« Monsieur, nous n'avons plus de jasmins, ni de roses, ni d'héliotropes, et si vous parlez d'une fleur nouvelle, dites-moi son nom. Je sais le nom de toutes les fleurs qui veulent mourir sur le sein des femmes ou sur le lit des amants.

« Madame, cette fleur, unique et triple, n'est pas une fleur nouvelle ; elle était presque aussi vieille que moi, mais je crains qu'elle ne soit morte, un soir d'orage.

« Monsieur, nous ne vendons pas de fleurs mortes. Toutes nos fleurs sont fraîches, jeunes et pleines d'amour ; elles vivent dans l'eau, parmi la menthe et les roseaux.

« Madame, je ne sais si elle est morte ou vivante, mais je sens son odeur, sa douloureuse odeur qui me fait mal au cœur. Oh! dites-moi d'où vient cette odeur de rancœur?

« Monsieur, elle vient peut-être de votre cœur, de votre pauvre cœur malade. Il y a des odeurs de fleurs qu'on sent toute la vie pour les avoir senties un soir d'orage. N'avez-vous pas parlé d'un soir d'orage?

« Madame, la fleur est là, donnez-la-moi. J'ai senti son odeur en passant et je suis entré dans la maison des fleurs, appelé par son odeur émouvante et cruelle. Donnez-moi la fleur que je veux, la fleur d'amour et de rancœur.

« Monsieur, cherchez vous-même la fleur entre les fleurs, pendant que je mettrai dans l'eau ces grands iris princiers.

« Madame, la voici, je l'ai trouvée. Elle était toute seule, toute écrasée sous une brassée de chèvrefeuilles. Toute seule, car il n'y en a qu'une au monde. Sentez-vous cette odeur d'orage, de larmes et de bonheur?

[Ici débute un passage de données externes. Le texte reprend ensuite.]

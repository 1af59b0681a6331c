//! Path segment matching.
//!
//! # Responsibilities
//! - Validate the identifier captured from an item path
//! - Validate and normalize the path a resource is mounted at
//!
//! # Design Decisions
//! - Identifiers are ASCII alphanumeric; an empty capture is the collection
//! - No regex to guarantee O(n) matching
//! - Mount paths are case-sensitive and never end in `/` (except the root)

use thiserror::Error;

/// A path segment that cannot address a resource.
#[derive(Debug, Clone, PartialEq, Eq, Error)]
#[error("invalid resource identifier: {0:?}")]
pub struct InvalidIdentifier(pub String);

/// A mount path that cannot host a resource.
#[derive(Debug, Clone, PartialEq, Eq, Error)]
#[error("invalid mount path {path:?}: {reason}")]
pub struct InvalidMountPath {
    pub path: String,
    pub reason: &'static str,
}

/// Turn a captured path segment into an identifier.
///
/// `Ok(None)` means the collection was addressed.
pub fn capture_identifier(segment: &str) -> Result<Option<String>, InvalidIdentifier> {
    if segment.is_empty() {
        return Ok(None);
    }
    if segment.chars().all(|c| c.is_ascii_alphanumeric()) {
        Ok(Some(segment.to_string()))
    } else {
        Err(InvalidIdentifier(segment.to_string()))
    }
}

/// Normalize a mount path: leading `/`, no trailing `/`, segments made of
/// ASCII alphanumerics, `-` and `_`.
pub fn normalize_mount_path(path: &str) -> Result<String, InvalidMountPath> {
    let invalid = |reason| InvalidMountPath {
        path: path.to_string(),
        reason,
    };

    if !path.starts_with('/') {
        return Err(invalid("must start with '/'"));
    }

    let trimmed = path.trim_end_matches('/');
    if trimmed.is_empty() {
        return Ok("/".to_string());
    }

    for segment in trimmed[1..].split('/') {
        if segment.is_empty() {
            return Err(invalid("empty path segment"));
        }
        if !segment
            .chars()
            .all(|c| c.is_ascii_alphanumeric() || c == '-' || c == '_')
        {
            return Err(invalid("segments may only contain alphanumerics, '-' and '_'"));
        }
    }

    Ok(trimmed.to_string())
}

/// Join a mount path and an identifier into the item's path.
pub fn item_path(mount: &str, id: &str) -> String {
    format!("{}/{}", mount.trim_end_matches('/'), id)
}
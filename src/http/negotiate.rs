//! Content negotiation.
//!
//! # Responsibilities
//! - Parse the `Accept` header into media ranges with quality values
//! - Decide whether the adapter's single representation is acceptable
//!
//! # Design Decisions
//! - No `Accept` header means the client takes anything
//! - The most specific matching range decides (exact > `type/*` > `*/*`),
//!   so `application/json;q=0, */*` rejects JSON
//! - Media types compare case-insensitively; parameters other than `q`
//!   are ignored

use axum::http::{header, HeaderMap};

/// The representation every adapter produces.
pub const APPLICATION_JSON: &str = "application/json";

/// Outcome of negotiating a request.
#[derive(Debug, Clone, Copy, PartialEq, Eq)]
pub enum Negotiation {
    Accepted,
    NotAcceptable,
}

impl Negotiation {
    pub fn is_accepted(self) -> bool {
        self == Negotiation::Accepted
    }
}

/// Matches `Accept` headers against one supported media type.
#[derive(Debug, Clone, Copy)]
pub struct Negotiator {
    kind: &'static str,
    subtype: &'static str,
}

impl Default for Negotiator {
    fn default() -> Self {
        Self::json()
    }
}

impl Negotiator {
    /// Negotiator for `application/json`.
    pub const fn json() -> Self {
        Self {
            kind: "application",
            subtype: "json",
        }
    }

    /// Decide from the request headers.
    pub fn negotiate(&self, headers: &HeaderMap) -> Negotiation {
        let ranges: Vec<MediaRange<'_>> = headers
            .get_all(header::ACCEPT)
            .iter()
            .filter_map(|v| v.to_str().ok())
            .flat_map(|v| v.split(','))
            .filter_map(MediaRange::parse)
            .collect();

        if ranges.is_empty() {
            return Negotiation::Accepted;
        }

        let best = ranges
            .iter()
            .filter_map(|r| r.specificity(self.kind, self.subtype).map(|s| (s, r.quality)))
            .max_by_key(|(specificity, _)| *specificity);

        match best {
            Some((_, quality)) if quality > 0.0 => Negotiation::Accepted,
            _ => Negotiation::NotAcceptable,
        }
    }

    /// Decide from a single `Accept` value.
    pub fn accepts(&self, accept: &str) -> bool {
        let mut headers = HeaderMap::new();
        match accept.parse() {
            Ok(value) => {
                headers.insert(header::ACCEPT, value);
                self.negotiate(&headers).is_accepted()
            }
            Err(_) => false,
        }
    }
}

#[derive(Debug)]
struct MediaRange<'a> {
    kind: &'a str,
    subtype: &'a str,
    quality: f32,
}

impl<'a> MediaRange<'a> {
    fn parse(raw: &'a str) -> Option<Self> {
        let mut parts = raw.split(';');
        let range = parts.next()?.trim();
        if range.is_empty() {
            return None;
        }
        let (kind, subtype) = range.split_once('/')?;

        let mut quality = 1.0;
        for param in parts {
            if let Some((name, value)) = param.split_once('=') {
                if name.trim().eq_ignore_ascii_case("q") {
                    quality = value.trim().parse().unwrap_or(0.0);
                }
            }
        }

        Some(Self {
            kind: kind.trim(),
            subtype: subtype.trim(),
            quality,
        })
    }

    /// How specifically this range names `kind/subtype`, if at all.
    fn specificity(&self, kind: &str, subtype: &str) -> Option<u8> {
        let kind_matches = self.kind.eq_ignore_ascii_case(kind);
        let subtype_matches = self.subtype.eq_ignore_ascii_case(subtype);

        match (self.kind, self.subtype) {
            ("*", "*") => Some(0),
            (_, "*") if kind_matches => Some(1),
            _ if kind_matches && subtype_matches => Some(2),
            _ => None,
        }
    }
}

« Monsieur, je ne sens rien qu'une odeur de lande ou de grève. C'est une fleurette de genêt, apportée par le vent dans les vrilles des chèvrefeuilles. Elle est fanée, jaunette et laide.

« Madame, elle est vivante, elle est dorée, elle est jolie. Elle a la forme d'un petit cœur innocent ou d'une larme de cierge. Sentez-vous cette odeur de cierge, d'amour et de mort?